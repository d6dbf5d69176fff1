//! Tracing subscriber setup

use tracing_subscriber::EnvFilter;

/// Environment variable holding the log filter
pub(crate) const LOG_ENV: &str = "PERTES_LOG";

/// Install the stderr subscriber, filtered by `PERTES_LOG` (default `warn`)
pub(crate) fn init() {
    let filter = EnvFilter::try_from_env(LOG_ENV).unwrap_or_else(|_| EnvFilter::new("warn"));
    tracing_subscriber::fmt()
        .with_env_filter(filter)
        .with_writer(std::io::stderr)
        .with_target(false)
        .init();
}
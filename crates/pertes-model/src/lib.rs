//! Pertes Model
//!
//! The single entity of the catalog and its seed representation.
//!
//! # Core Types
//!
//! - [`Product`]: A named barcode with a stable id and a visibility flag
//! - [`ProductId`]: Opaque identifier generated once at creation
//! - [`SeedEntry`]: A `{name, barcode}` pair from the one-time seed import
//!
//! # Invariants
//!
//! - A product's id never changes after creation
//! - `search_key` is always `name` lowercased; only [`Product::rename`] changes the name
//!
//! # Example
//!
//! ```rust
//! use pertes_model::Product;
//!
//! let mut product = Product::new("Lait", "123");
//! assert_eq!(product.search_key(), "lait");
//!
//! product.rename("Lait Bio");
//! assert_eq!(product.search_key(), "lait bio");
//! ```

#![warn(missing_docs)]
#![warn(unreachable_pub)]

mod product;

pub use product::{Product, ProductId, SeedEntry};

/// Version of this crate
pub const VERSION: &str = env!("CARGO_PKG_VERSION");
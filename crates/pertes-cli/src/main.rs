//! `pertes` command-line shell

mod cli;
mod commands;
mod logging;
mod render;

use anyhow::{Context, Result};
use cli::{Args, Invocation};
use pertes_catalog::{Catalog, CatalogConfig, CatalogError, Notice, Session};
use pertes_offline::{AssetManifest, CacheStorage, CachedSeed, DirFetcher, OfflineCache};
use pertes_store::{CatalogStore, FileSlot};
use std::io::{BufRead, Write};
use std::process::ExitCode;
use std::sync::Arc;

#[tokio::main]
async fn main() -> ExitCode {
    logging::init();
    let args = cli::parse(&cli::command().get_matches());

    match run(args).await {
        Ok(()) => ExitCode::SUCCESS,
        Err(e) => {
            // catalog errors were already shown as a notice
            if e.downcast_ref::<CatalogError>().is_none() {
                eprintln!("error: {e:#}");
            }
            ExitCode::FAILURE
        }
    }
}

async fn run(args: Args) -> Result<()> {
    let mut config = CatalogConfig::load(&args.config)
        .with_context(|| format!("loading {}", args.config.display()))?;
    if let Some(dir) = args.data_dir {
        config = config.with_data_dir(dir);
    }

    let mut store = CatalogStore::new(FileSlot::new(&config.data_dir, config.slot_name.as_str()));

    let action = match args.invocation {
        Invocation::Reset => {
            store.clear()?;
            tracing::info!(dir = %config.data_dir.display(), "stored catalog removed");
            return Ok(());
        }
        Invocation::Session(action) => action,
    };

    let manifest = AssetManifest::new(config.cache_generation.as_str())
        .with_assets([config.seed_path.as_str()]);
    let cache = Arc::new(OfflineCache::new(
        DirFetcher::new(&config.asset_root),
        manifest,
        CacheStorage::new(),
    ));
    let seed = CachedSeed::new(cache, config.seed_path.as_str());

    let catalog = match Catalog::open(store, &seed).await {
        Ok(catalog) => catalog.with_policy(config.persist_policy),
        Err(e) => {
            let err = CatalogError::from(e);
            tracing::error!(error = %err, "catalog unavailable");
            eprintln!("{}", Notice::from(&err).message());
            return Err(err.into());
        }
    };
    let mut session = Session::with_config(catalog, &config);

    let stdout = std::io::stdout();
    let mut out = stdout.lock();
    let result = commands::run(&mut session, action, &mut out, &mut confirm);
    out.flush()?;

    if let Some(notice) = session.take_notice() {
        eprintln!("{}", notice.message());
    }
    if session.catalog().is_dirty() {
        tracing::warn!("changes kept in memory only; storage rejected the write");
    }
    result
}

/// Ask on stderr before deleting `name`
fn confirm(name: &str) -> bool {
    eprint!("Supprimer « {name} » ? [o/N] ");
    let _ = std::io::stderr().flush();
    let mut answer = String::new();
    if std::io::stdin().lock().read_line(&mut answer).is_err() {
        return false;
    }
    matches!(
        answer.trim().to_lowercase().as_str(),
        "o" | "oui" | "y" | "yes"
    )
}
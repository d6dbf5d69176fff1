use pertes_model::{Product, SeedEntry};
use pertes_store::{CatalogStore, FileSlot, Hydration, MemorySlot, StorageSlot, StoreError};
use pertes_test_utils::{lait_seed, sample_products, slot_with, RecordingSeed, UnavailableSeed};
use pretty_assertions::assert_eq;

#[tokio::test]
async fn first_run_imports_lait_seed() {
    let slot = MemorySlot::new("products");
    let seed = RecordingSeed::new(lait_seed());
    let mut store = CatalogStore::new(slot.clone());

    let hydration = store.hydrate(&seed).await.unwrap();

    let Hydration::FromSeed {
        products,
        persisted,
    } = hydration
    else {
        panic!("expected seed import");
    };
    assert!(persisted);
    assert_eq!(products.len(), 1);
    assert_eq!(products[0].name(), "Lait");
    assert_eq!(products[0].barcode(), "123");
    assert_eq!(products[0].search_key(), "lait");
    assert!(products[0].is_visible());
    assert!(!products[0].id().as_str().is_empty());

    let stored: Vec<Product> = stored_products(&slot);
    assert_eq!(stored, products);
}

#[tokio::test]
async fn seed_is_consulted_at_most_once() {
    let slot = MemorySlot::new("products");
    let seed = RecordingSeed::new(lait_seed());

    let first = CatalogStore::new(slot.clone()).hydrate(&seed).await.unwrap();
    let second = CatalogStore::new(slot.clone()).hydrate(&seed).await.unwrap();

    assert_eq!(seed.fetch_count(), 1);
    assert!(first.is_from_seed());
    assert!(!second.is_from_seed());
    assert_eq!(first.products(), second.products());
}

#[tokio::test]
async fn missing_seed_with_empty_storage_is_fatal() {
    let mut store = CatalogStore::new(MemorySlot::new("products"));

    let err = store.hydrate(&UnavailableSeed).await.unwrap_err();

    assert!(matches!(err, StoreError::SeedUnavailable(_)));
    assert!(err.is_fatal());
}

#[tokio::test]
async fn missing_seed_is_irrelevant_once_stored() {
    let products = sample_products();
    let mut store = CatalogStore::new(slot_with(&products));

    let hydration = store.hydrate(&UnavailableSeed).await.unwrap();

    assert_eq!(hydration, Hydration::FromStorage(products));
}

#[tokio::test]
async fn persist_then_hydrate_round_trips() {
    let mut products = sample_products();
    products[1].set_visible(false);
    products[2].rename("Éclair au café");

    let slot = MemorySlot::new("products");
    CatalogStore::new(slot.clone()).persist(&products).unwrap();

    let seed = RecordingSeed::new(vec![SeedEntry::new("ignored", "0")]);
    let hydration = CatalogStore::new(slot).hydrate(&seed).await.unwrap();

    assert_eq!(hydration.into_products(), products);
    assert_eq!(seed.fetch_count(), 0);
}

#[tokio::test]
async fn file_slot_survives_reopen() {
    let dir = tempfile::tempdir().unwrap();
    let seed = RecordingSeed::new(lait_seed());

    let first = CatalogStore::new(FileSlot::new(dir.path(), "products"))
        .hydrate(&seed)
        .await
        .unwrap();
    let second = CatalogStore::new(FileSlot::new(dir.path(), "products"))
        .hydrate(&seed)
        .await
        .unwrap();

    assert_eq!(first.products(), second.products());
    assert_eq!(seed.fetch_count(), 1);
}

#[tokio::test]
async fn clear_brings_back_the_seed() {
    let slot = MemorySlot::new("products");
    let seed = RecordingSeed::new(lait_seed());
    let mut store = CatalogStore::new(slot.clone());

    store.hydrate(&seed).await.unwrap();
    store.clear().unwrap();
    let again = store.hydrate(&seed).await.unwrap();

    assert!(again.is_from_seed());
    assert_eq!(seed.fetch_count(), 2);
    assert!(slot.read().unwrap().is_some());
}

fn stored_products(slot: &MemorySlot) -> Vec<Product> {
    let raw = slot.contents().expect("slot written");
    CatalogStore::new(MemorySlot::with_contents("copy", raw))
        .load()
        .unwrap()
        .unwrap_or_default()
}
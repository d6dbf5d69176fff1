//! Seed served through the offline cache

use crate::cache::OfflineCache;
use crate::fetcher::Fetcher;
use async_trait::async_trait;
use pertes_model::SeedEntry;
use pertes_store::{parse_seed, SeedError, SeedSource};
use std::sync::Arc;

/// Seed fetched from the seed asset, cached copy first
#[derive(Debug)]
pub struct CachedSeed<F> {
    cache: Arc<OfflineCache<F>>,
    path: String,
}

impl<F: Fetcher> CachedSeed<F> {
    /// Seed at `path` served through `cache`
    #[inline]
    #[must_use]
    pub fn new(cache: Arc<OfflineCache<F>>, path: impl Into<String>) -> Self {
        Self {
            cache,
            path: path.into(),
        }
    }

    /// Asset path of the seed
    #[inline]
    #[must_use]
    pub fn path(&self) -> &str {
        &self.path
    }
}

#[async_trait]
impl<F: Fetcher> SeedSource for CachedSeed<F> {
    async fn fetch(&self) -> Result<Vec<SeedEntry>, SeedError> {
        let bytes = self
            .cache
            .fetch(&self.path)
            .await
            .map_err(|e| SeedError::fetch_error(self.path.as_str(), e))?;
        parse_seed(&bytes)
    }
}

§ **YOUR ASSIGNMENT**
Please write out the material word for word from its first line through the line holding "pub const VERSION: &str", including both, and no line past it.

§ **ANSWER TO THIS TASK**
repository d6dbf5d69176fff1
//! Tracing subscriber setup

use tracing_subscriber::EnvFilter;

/// Environment variable holding the log filter
pub(crate) const LOG_ENV: &str = "PERTES_LOG";

/// Install the stderr subscriber, filtered by `PERTES_LOG` (default `warn`)
pub(crate) fn init() {
    let filter = EnvFilter::try_from_env(LOG_ENV).unwrap_or_else(|_| EnvFilter::new("warn"));
    tracing_subscriber::fmt()
        .with_env_filter(filter)
        .with_writer(std::io::stderr)
        .with_target(false)
        .init();
}
filename crates/pertes-model/src/lib.rs
//! Pertes Model
//!
//! The single entity of the catalog and its seed representation.
//!
//! # Core Types
//!
//! - [`Product`]: A named barcode with a stable id and a visibility flag
//! - [`ProductId`]: Opaque identifier generated once at creation
//! - [`SeedEntry`]: A `{name, barcode}` pair from the one-time seed import
//!
//! # Invariants
//!
//! - A product's id never changes after creation
//! - `search_key` is always `name` lowercased; only [`Product::rename`] changes the name
//!
//! # Example
//!
//! ```rust
//! use pertes_model::Product;
//!
//! let mut product = Product::new("Lait", "123");
//! assert_eq!(product.search_key(), "lait");
//!
//! product.rename("Lait Bio");
//! assert_eq!(product.search_key(), "lait bio");
//! ```

#![warn(missing_docs)]
#![warn(unreachable_pub)]

mod product;

pub use product::{Product, ProductId, SeedEntry};

/// Version of this crate
pub const VERSION: &str = env!("CARGO_PKG_VERSION");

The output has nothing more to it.